Dopo 23 mesi consecutivi di decrescita, con un livello della produzione industriale inferiore del 10% al livello del 2008, e un tasso di disoccupazione che sfiora il 12%, il fatto che le pubbliche amministrazioni continuino a non pagare quanto devono alle imprese è francamente criminale. Le fatture non saldate sono stimate in circa 100 miliardi di euro, una cifra enorme, pari al 6% del Prodotto interno lordo. Se un’impresa fallisce perché lo Stato non paga ed essa a sua volta non riesce a pagare i suoi fornitori, quell’impresa non c’è più. Non è che quando arriva il pagamento l’imprenditore la riapre. Quell’impresa è scomparsa e basta.
Dopo aver rimandato il problema per sedici mesi, l’8 aprile il governo Monti ha adottato un decreto che prevede, per quest’anno, pagamenti per 20 miliardi: un quinto del totale. Perché non tutti? Il 18 marzo la Commissione europea aveva scritto (comunicato congiunto dei vicepresidenti Rehn e Tajani): «La liquidazione del debito commerciale pregresso si rifletterebbe in un corrispondente aumento nel debito pubblico. La parte di questo corrispondente a spesa per investimenti avrebbe anche un impatto sul deficit pubblico». Nonostante il tono severo, ciò significa che la maggior parte dei debiti commerciali (tranne quelli derivanti da spese per investimenti) sono già registrati nei conti pubblici per competenza, cioè nella misura del deficit pubblico rilevante per i vincoli europei. Nel momento in cui verranno saldati, il Tesoro, per pagare, emetterà titoli pubblici: non cambierà il deficit, ma si alzerà il livello del debito. Tuttavia solo un investitore sprovveduto già non conteggia quei titoli nel totale del debito pubblico.

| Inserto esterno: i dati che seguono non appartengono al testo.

//! Page records produced by a crawl

use chrono::{DateTime, Utc};
use serde::Deserialize;
use std::collections::HashSet;
use std::fmt;

/// Lowest priority any record is given, however deep it was found
pub const PRIORITY_FLOOR: f64 = 0.2;

/// How often a page is expected to change
///
/// Read from the `change-frequency` configuration key as a lowercase name.
#[derive(Debug, Clone, Copy, PartialEq, Eq, Default, Deserialize)]
#[serde(rename_all = "lowercase")]
pub enum ChangeFrequency {
    Always,
    Hourly,
    Daily,
    #[default]
    Weekly,
    Monthly,
    Yearly,
    Never,
}

impl ChangeFrequency {
    /// Value written into `<changefreq>`
    pub fn as_str(&self) -> &'static str {
        match self {
            Self::Always => "always",
            Self::Hourly => "hourly",
            Self::Daily => "daily",
            Self::Weekly => "weekly",
            Self::Monthly => "monthly",
            Self::Yearly => "yearly",
            Self::Never => "never",
        }
    }
}

impl fmt::Display for ChangeFrequency {
    fn fmt(&self, f: &mut fmt::Formatter<'_>) -> fmt::Result {
        f.write_str(self.as_str())
    }
}

/// One discovered URL with its sitemap metadata
#[derive(Debug, Clone, PartialEq)]
pub struct PageRecord {
    /// Absolute URL of the page
    pub url: String,

    /// When the record was produced
    pub last_modified: DateTime<Utc>,

    /// Expected change frequency (weekly unless configured otherwise)
    pub change_frequency: ChangeFrequency,

    /// Relative importance in `[0.2, 1.0]`
    pub priority: f64,

    /// Depth of the page that produced this record
    pub depth: u32,
}

impl PageRecord {
    /// Creates a record for `url` found at `depth`
    pub fn new(url: impl Into<String>, depth: u32, crawled_at: DateTime<Utc>) -> Self {
        Self {
            url: url.into(),
            last_modified: crawled_at,
            change_frequency: ChangeFrequency::Weekly,
            priority: priority_for_depth(depth),
            depth,
        }
    }

    /// Replaces the change frequency
    pub fn with_change_frequency(mut self, change_frequency: ChangeFrequency) -> Self {
        self.change_frequency = change_frequency;
        self
    }
}

/// Sitemap priority for a record produced at `depth`
///
/// `1.0` at the root, then `0.8 - 0.2 * depth`, never below
/// [`PRIORITY_FLOOR`]. Computed in tenths so values are exact to one decimal.
///
/// # Examples
///
/// ```
/// use sitemap_crawler::crawler::priority_for_depth;
///
/// assert_eq!(priority_for_depth(0), 1.0);
/// assert_eq!(priority_for_depth(1), 0.6);
/// assert_eq!(priority_for_depth(2), 0.4);
/// assert_eq!(priority_for_depth(7), 0.2);
/// ```
pub fn priority_for_depth(depth: u32) -> f64 {
    if depth == 0 {
        return 1.0;
    }

    let tenths = 8i64 - 2 * i64::from(depth);
    (tenths as f64 / 10.0).max(PRIORITY_FLOOR)
}

/// Removes records whose URL was already seen, keeping the first occurrence
/// and the original order
pub fn dedup_by_url(records: Vec<PageRecord>) -> Vec<PageRecord> {
    let mut seen = HashSet::with_capacity(records.len());
    records
        .into_iter()
        .filter(|record| seen.insert(record.url.clone()))
        .collect()
}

Anche una quota delle fatture derivanti da spese per investimenti è già stata registrata: quella relativa alla parte dell’investimento effettuato. Restano fuori circa 20 miliardi, il che significa che la somma rimborsabile senza effetti sul deficit è circa 80 miliardi.
L’allungamento dei tempi di pagamento è un fenomeno che si è aggravato negli ultimi anni. Un po’ per lo stupido orgoglio di ministri che volevano far credere che il debito pubblico fosse più basso del suo valore reale. Un po’ per l’inefficienza delle amministrazioni, in particolare le aziende sanitarie, che non riescono a certificare le fatture che ricevono. Molte sono certamente «gonfiate», ma questo non giustifica che si impieghino mesi a certificarle.
La maggior parte delle imprese, per sopravvivere, ha venduto questi crediti alle banche. E ha dovuto accettare uno sconto perché le banche si assumessero il rischio dei ritardi: un’altra tassa occulta pagata dalle imprese. Se lo Stato pagasse, le banche vedrebbero rientrare una parte dei loro prestiti e potrebbero riaprire le linee di credito alle imprese.
Il ministro Saccomanni sta rompendosi il capo su cifre che in confronto sono spiccioli, mentre potrebbe immettere 80 miliardi nell’economia praticamente senza alcun effetto sui conti pubblici. Potrebbe pagarne una metà subito e dare alle amministrazioni tre mesi per certificare le fatture. Alla fine dei tre mesi pagherà il resto e se la Corte dei conti verificherà che sono state pagate fatture false la responsabilità ricadrà sui funzionari che non le hanno certificate. Le certificazioni spunteranno alla velocità del suono.
Emettere 40 miliardi di titoli per saldare i debiti è possibile e questo è un buon momento per farlo. La scorsa settimana il Tesoro ha emesso Btp trentennali con un rendimento lordo del 4,8%. Tassi così bassi non dureranno a lungo. È un’occasione unica per far ripartire la crescita.